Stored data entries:
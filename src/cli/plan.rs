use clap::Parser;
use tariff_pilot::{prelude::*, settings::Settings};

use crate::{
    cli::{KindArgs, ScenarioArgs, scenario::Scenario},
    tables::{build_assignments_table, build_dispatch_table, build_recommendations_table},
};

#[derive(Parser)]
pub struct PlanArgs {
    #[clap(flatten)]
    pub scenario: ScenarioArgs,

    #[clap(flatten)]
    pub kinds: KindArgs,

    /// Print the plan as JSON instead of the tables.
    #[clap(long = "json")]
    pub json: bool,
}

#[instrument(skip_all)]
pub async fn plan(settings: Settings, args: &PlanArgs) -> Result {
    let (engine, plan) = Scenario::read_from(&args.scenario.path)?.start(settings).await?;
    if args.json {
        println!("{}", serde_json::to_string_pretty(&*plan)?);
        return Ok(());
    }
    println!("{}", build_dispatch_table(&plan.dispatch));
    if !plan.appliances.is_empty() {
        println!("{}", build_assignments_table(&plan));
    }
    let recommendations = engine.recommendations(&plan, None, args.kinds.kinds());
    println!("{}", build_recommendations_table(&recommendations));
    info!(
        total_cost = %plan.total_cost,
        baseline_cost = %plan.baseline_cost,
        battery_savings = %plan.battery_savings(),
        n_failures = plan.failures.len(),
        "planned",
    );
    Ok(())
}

---

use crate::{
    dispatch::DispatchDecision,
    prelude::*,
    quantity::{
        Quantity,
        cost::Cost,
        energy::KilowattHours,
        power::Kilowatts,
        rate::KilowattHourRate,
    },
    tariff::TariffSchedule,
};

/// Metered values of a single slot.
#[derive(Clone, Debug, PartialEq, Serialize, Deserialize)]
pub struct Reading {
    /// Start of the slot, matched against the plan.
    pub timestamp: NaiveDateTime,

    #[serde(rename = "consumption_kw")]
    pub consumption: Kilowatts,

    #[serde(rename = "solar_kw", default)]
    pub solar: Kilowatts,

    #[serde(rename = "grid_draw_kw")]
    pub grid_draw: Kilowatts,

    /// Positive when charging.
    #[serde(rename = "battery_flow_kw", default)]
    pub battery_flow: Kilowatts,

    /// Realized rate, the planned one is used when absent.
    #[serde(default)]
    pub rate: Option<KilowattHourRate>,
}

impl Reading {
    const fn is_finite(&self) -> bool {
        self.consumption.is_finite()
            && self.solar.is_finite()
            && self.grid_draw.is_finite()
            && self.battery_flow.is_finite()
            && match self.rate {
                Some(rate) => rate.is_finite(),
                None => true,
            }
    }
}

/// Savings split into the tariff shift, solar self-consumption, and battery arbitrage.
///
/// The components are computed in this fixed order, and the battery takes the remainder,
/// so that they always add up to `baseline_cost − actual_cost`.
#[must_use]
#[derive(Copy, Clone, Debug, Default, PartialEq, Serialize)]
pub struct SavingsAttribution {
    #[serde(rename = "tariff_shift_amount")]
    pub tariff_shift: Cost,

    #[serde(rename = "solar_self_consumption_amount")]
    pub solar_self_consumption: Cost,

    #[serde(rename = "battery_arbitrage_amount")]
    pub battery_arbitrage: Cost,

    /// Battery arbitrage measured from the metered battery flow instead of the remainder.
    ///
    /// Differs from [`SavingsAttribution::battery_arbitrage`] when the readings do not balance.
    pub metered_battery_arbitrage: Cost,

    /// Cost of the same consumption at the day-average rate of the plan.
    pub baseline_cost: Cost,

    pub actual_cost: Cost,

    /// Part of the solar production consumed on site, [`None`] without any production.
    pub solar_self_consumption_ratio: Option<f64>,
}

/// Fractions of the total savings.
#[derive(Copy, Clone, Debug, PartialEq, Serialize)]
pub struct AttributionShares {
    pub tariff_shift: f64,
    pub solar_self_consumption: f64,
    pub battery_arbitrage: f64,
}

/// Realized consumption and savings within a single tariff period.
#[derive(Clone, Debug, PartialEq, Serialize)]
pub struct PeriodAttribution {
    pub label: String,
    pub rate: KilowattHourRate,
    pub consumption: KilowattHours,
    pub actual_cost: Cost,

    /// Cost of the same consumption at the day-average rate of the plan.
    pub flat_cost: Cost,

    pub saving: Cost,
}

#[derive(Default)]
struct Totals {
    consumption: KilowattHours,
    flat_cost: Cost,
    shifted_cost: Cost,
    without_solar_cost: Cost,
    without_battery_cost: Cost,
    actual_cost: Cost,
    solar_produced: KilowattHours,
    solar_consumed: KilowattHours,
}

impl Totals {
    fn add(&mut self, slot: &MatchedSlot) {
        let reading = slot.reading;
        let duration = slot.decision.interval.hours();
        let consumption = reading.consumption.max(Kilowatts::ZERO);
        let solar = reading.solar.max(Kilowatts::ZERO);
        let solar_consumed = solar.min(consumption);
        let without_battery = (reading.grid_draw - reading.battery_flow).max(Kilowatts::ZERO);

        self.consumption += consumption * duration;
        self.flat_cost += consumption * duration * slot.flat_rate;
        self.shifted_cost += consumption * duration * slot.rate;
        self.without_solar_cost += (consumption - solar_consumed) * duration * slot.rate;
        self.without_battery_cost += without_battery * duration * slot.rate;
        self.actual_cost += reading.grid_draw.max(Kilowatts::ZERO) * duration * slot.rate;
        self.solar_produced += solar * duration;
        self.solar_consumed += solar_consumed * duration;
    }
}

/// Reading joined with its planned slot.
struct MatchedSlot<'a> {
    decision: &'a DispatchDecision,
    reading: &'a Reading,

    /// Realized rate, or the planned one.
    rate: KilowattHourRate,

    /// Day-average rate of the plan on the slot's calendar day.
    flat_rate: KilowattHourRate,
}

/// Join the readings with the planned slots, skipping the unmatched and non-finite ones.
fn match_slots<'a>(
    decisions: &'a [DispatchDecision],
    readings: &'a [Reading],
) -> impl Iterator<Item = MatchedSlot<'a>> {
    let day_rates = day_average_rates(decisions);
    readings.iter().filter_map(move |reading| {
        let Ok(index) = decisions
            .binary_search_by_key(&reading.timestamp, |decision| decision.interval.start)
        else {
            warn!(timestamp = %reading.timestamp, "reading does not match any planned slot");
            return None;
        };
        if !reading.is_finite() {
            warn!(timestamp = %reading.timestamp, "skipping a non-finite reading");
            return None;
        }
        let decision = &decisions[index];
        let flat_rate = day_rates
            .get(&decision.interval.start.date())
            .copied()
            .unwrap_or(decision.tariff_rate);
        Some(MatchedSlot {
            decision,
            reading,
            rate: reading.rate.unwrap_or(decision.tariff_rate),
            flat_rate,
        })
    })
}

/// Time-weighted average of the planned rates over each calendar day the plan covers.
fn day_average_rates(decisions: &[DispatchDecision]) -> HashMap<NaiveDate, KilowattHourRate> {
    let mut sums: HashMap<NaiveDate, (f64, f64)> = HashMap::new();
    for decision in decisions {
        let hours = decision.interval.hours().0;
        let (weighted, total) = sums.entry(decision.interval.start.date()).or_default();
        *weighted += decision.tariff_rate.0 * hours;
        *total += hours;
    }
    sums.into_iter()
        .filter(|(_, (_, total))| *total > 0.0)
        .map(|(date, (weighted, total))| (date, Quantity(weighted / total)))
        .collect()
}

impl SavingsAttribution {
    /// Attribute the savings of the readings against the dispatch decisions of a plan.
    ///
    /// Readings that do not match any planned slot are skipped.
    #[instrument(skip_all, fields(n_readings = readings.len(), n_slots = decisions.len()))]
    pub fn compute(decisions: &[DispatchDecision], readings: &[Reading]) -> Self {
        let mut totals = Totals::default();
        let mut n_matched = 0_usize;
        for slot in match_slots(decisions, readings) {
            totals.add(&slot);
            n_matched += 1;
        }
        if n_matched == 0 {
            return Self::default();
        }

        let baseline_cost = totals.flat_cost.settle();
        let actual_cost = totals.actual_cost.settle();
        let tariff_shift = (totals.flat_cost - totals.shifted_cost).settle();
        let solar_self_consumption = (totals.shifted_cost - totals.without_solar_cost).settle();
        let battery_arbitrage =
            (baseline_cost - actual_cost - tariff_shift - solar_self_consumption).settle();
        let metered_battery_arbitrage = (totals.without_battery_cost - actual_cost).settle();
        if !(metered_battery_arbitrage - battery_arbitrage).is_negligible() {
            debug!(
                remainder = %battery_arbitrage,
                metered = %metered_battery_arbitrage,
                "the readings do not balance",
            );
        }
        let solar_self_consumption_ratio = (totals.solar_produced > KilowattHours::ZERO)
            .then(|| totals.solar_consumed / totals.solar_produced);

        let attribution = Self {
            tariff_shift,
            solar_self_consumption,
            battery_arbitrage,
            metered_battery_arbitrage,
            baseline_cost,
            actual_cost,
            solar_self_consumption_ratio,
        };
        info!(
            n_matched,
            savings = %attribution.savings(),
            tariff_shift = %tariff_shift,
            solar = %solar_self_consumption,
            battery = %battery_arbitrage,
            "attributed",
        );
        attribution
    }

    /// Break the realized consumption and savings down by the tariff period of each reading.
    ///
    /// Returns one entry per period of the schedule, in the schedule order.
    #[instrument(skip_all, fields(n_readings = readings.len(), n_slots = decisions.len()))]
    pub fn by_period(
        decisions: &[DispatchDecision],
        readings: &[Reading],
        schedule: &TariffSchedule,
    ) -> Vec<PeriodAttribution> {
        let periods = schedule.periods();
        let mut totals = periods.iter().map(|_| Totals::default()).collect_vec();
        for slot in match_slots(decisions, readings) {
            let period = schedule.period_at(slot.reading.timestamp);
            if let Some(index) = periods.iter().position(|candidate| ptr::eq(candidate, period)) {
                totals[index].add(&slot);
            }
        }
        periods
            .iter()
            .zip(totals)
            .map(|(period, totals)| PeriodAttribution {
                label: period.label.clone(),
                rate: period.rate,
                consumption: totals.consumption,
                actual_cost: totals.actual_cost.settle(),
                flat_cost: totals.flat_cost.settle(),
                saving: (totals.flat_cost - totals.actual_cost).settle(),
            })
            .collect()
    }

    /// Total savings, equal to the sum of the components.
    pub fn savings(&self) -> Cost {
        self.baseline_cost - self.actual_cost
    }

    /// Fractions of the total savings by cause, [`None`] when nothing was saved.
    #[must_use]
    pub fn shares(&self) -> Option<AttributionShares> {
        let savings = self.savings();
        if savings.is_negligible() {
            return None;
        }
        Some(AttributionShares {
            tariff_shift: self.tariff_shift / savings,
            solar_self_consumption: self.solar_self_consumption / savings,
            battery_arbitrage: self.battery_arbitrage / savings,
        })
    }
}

--

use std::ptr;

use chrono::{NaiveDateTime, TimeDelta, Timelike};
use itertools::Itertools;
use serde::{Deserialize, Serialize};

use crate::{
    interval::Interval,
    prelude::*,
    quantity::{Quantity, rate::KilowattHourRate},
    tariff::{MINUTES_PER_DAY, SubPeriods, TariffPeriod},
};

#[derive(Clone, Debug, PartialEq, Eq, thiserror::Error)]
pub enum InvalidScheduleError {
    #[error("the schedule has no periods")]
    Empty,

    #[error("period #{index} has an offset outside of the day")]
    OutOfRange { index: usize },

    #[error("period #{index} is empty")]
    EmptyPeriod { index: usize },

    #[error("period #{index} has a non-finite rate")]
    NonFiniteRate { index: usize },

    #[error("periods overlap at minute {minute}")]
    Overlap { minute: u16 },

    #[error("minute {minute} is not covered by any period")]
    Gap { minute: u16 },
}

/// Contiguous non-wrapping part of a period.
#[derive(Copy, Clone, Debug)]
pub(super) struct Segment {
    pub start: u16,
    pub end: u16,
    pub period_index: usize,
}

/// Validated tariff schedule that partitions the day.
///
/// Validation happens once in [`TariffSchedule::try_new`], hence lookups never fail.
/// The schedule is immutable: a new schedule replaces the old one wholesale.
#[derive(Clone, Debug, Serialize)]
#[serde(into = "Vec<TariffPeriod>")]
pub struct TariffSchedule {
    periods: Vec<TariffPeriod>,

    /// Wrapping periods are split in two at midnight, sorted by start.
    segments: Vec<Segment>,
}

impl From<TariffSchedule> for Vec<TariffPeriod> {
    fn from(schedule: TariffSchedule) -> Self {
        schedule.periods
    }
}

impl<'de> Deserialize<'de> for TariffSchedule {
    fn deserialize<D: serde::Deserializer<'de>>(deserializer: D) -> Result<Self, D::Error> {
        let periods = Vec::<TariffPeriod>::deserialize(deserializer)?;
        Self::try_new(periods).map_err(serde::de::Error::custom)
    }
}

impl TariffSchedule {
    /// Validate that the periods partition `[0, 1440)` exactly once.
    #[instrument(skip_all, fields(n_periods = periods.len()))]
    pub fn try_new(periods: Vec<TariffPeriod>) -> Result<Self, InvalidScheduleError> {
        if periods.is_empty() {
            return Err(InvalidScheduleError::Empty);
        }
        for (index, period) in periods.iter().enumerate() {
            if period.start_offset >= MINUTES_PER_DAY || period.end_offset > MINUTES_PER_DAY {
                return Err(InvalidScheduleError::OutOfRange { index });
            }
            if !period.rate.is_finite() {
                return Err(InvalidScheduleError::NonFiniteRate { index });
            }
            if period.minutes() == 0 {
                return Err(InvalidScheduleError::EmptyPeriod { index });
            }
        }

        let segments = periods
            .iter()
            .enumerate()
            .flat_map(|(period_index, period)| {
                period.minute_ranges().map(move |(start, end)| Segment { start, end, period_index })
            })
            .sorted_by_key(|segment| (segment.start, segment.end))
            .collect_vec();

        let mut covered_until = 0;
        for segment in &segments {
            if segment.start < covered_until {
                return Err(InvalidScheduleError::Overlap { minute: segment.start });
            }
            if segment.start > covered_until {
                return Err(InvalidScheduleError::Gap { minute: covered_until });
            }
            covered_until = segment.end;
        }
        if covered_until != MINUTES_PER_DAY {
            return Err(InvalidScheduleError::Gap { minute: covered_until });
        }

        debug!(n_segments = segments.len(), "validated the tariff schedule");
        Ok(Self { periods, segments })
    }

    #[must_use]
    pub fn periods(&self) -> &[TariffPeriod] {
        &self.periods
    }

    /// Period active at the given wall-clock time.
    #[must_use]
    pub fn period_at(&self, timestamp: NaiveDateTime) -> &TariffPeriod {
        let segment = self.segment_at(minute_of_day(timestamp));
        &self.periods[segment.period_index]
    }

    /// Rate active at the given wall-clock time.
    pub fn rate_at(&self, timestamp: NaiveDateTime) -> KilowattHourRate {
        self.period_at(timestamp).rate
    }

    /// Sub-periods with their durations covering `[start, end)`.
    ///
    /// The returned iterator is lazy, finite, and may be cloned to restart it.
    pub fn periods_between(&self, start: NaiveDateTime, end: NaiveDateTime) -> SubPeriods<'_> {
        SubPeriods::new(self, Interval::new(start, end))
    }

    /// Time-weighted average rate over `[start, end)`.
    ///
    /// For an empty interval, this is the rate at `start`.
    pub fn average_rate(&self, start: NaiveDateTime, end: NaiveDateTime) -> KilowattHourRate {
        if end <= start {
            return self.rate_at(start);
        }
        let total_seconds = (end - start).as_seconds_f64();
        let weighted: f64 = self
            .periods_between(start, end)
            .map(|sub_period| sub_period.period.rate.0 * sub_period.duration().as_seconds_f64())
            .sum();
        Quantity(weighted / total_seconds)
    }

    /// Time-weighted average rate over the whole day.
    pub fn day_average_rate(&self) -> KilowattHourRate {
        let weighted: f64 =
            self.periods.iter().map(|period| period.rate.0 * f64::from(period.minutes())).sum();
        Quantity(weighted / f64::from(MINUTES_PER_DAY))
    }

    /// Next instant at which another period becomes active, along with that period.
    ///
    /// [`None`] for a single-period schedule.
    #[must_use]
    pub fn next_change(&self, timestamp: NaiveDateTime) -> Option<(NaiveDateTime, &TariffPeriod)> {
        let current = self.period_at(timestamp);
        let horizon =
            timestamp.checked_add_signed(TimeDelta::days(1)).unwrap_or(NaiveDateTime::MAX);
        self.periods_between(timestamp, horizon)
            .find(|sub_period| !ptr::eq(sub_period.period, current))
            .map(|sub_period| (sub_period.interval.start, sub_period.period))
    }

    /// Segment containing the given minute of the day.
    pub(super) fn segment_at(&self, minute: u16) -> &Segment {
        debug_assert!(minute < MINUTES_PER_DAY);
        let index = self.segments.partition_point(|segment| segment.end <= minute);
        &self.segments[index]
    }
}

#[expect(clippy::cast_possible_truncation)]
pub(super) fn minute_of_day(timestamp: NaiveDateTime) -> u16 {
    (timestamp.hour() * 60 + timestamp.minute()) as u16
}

**To do**
Starting at the line above that holds "let tariff_shift = (totals.flat_cost" and ending at the line that holds "(baseline_cost - actual_cost", transcribe each line exactly and include no other lines.

**Answer box**
        let tariff_shift = (totals.flat_cost - totals.shifted_cost).settle();
        let solar_self_consumption = (totals.shifted_cost - totals.without_solar_cost).settle();
        let battery_arbitrage =
            (baseline_cost - actual_cost - tariff_shift - solar_self_consumption).settle();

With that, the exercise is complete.